───── EXTRACTED INFORMATION ─────
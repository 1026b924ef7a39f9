//! Terminal and JSON rendering of an analysis.

use anyhow::Result;

use crate::analysis::Analysis;
use crate::timeline::{SegmentKind, Timeline};

const VIOLATION_CELL: char = '█';
const COMPLIANT_CELL: char = '░';

/// Draw the timeline as exactly `columns` cells.
///
/// Each segment gets its rounded share of cells; the last segment absorbs
/// the rounding remainder so the bar never changes width. A non-empty
/// segment always keeps at least one cell while cells remain.
pub fn timeline_bar(timeline: &Timeline, columns: usize) -> String {
    let segments = timeline.segments();
    let mut bar = String::with_capacity(columns * 3);
    let mut used = 0usize;
    for (index, segment) in segments.iter().enumerate() {
        let remaining = columns - used;
        let cells = if index + 1 == segments.len() {
            remaining
        } else {
            let share = (segment.width_fraction * columns as f64).round() as usize;
            share.max(1).min(remaining)
        };
        let cell = match segment.kind {
            SegmentKind::Violation => VIOLATION_CELL,
            SegmentKind::Compliant => COMPLIANT_CELL,
        };
        bar.extend(std::iter::repeat(cell).take(cells));
        used += cells;
    }
    bar
}

/// Plain-text report in section order.
pub fn render_text(analysis: &Analysis, timeline_columns: usize, base_url: Option<&str>) -> String {
    let mut out = String::new();
    out.push_str(&format!(
        "Violations: {}  Compliant: {}  Total: {}\n",
        analysis.violations, analysis.compliant, analysis.total
    ));
    if analysis.alert.badge {
        out.push_str("!! SAFETY VIOLATION DETECTED !!\n");
    }
    if let (Some(media), Some(base_url)) = (&analysis.annotated, base_url) {
        out.push_str(&format!("Annotated media: {}\n", media.url(base_url)));
    }
    if let Some(timeline) = &analysis.timeline {
        out.push_str(&format!(
            "Timeline [{}] {}% violation\n",
            timeline_bar(timeline, timeline_columns),
            crate::report::percent(timeline.violation_fraction())
        ));
    }

    for section in &analysis.sections {
        out.push('\n');
        out.push_str(&format!(
            "[{}] {} {}\n",
            section.severity.as_str().to_uppercase(),
            section.icon,
            section.title
        ));
        for line in section.text.lines() {
            out.push_str("  ");
            out.push_str(line);
            out.push('\n');
        }
    }
    out
}

pub fn render_json(analysis: &Analysis) -> Result<String> {
    Ok(serde_json::to_string_pretty(analysis)?)
}

#[cfg(test)]
mod tests {
    use super::*;
    use crate::analysis::MediaKind;
    use crate::detect::{DetectionResult, ViolationPeriod};
    use crate::report::ReportComposer;
    use crate::timeline::segment;

    #[test]
    fn bar_keeps_its_width() {
        let timeline = segment(100.0, &[ViolationPeriod::new(10.0, 20.0)]);
        let bar = timeline_bar(&timeline, 50);
        assert_eq!(bar.chars().count(), 50);
        assert_eq!(
            bar,
            format!("{}{}{}", "░".repeat(5), "█".repeat(5), "░".repeat(40))
        );

        let sliver = segment(100.0, &[ViolationPeriod::new(50.0, 50.5)]);
        let bar = timeline_bar(&sliver, 10);
        assert_eq!(bar.chars().count(), 10);
        assert_eq!(bar.chars().filter(|c| *c == '█').count(), 1);
    }

    #[test]
    fn text_lists_sections_with_severity() {
        let result = DetectionResult {
            violations: 1,
            compliant: 0,
            total_detections: 1,
            video_duration_s: Some(10.0),
            violation_periods: Some(vec![ViolationPeriod::new(0.0, 10.0)]),
            annotated_video: Some("annotated_clip.mp4".to_string()),
            ..DetectionResult::default()
        };
        let analysis = Analysis::from_result(&result, MediaKind::Video, &ReportComposer::default());
        let text = render_text(&analysis, 20, Some("http://127.0.0.1:8000"));

        assert!(text.starts_with("Violations: 1  Compliant: 0  Total: 1\n"));
        assert!(text.contains("!! SAFETY VIOLATION DETECTED !!"));
        assert!(text.contains("Annotated media: http://127.0.0.1:8000/annotated/videos/annotated_clip.mp4"));
        assert!(text.contains(&format!("Timeline [{}] 100% violation", "█".repeat(20))));
        assert!(text.contains("[CRITICAL] ⚠️ Immediate Action\n  1 safety violation detected."));
        assert!(text.contains("[INFO] 🎥 Coverage Type\n"));
    }

    #[test]
    fn json_uses_lowercase_tags() -> Result<()> {
        let analysis = Analysis::from_result(
            &DetectionResult::default(),
            MediaKind::Image,
            &ReportComposer::default(),
        );
        let value: serde_json::Value = serde_json::from_str(&render_json(&analysis)?)?;
        assert_eq!(value["kind"], "image");
        assert_eq!(value["sections"][0]["title"], "Detection Summary");
        assert_eq!(value["sections"][0]["severity"], "info");
        assert!(value.get("timeline").is_none());
        Ok(())
    }
}
//! Incident summary composition.
//!
//! A summary is an ordered list of sections built from a fixed rule table.
//! Each rule pairs an eligibility check with a builder; rules are evaluated
//! in table order and each contributes at most one section. Missing
//! optional fields in the detection result skip or default, they never
//! fail the summary.

mod format;
mod sections;

use serde::Serialize;

use crate::detect::DetectionResult;

pub use format::{fixed, format_duration, format_time, percent, plural, seconds_label};
pub use sections::{
    COVERAGE_TYPE, DETECTED_PERSONNEL, DETECTION_QUALITY, DETECTION_SUMMARY, IMMEDIATE_ACTION,
    SYSTEM_NOTES, VIOLATION_TIMELINE,
};

const DEFAULT_CONFIDENCE_THRESHOLD: f64 = 0.5;
const DEFAULT_MIN_VISIBILITY_S: f64 = 4.0;
const DEFAULT_FRAGMENTATION_THRESHOLD: u64 = 5;

#[derive(Clone, Copy, Debug, PartialEq, Eq, Serialize)]
#[serde(rename_all = "lowercase")]
pub enum Severity {
    Critical,
    Warning,
    Success,
    Info,
}

impl Severity {
    pub fn as_str(self) -> &'static str {
        match self {
            Severity::Critical => "critical",
            Severity::Warning => "warning",
            Severity::Success => "success",
            Severity::Info => "info",
        }
    }
}

#[derive(Clone, Debug, PartialEq, Serialize)]
pub struct SummarySection {
    pub icon: &'static str,
    pub title: &'static str,
    pub text: String,
    pub severity: Severity,
}

/// Detection service thresholds quoted in the System Notes section.
#[derive(Clone, Debug, PartialEq)]
pub struct ReportSettings {
    /// Minimum per-detection confidence, 0..=1.
    pub confidence_threshold: f64,
    /// Seconds a track must stay visible to be counted.
    pub min_visibility_s: f64,
    /// Totals above this may include tracking duplicates.
    pub fragmentation_threshold: u64,
}

impl Default for ReportSettings {
    fn default() -> Self {
        Self {
            confidence_threshold: DEFAULT_CONFIDENCE_THRESHOLD,
            min_visibility_s: DEFAULT_MIN_VISIBILITY_S,
            fragmentation_threshold: DEFAULT_FRAGMENTATION_THRESHOLD,
        }
    }
}

/// Everything a section rule may look at.
pub(crate) struct ReportInput<'a> {
    pub violations: u64,
    pub compliant: u64,
    pub total: u64,
    pub result: &'a DetectionResult,
    pub is_video: bool,
    pub settings: &'a ReportSettings,
}

#[derive(Clone, Debug, Default)]
pub struct ReportComposer {
    settings: ReportSettings,
}

impl ReportComposer {
    pub fn new(settings: ReportSettings) -> Self {
        Self { settings }
    }

    pub fn settings(&self) -> &ReportSettings {
        &self.settings
    }

    /// Build the ordered summary for one detection result.
    pub fn compose(
        &self,
        violations: u64,
        compliant: u64,
        total: u64,
        result: &DetectionResult,
        is_video: bool,
    ) -> Vec<SummarySection> {
        let input = ReportInput {
            violations,
            compliant,
            total,
            result,
            is_video,
            settings: &self.settings,
        };
        let summary: Vec<SummarySection> = sections::SECTION_RULES
            .iter()
            .filter(|rule| (rule.applies)(&input))
            .map(|rule| (rule.build)(&input))
            .collect();
        log::debug!(
            "composed {} summary sections ({})",
            summary.len(),
            summary
                .iter()
                .map(|section| section.title)
                .collect::<Vec<_>>()
                .join(", ")
        );
        summary
    }
}

/// `ReportComposer::default().compose(..)`.
pub fn compose(
    violations: u64,
    compliant: u64,
    total: u64,
    result: &DetectionResult,
    is_video: bool,
) -> Vec<SummarySection> {
    ReportComposer::default().compose(violations, compliant, total, result, is_video)
}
─────
Only the lines from the first line of the records through the one containing "let mut bar" should be reproduced, exactly, with both of them included.

repository 1026b924ef7a39f9
//! Terminal and JSON rendering of an analysis.

use anyhow::Result;

use crate::analysis::Analysis;
use crate::timeline::{SegmentKind, Timeline};

const VIOLATION_CELL: char = '█';
const COMPLIANT_CELL: char = '░';

/// Draw the timeline as exactly `columns` cells.
///
/// Each segment gets its rounded share of cells; the last segment absorbs
/// the rounding remainder so the bar never changes width. A non-empty
/// segment always keeps at least one cell while cells remain.
pub fn timeline_bar(timeline: &Timeline, columns: usize) -> String {
    let segments = timeline.segments();
    let mut bar = String::with_capacity(columns * 3);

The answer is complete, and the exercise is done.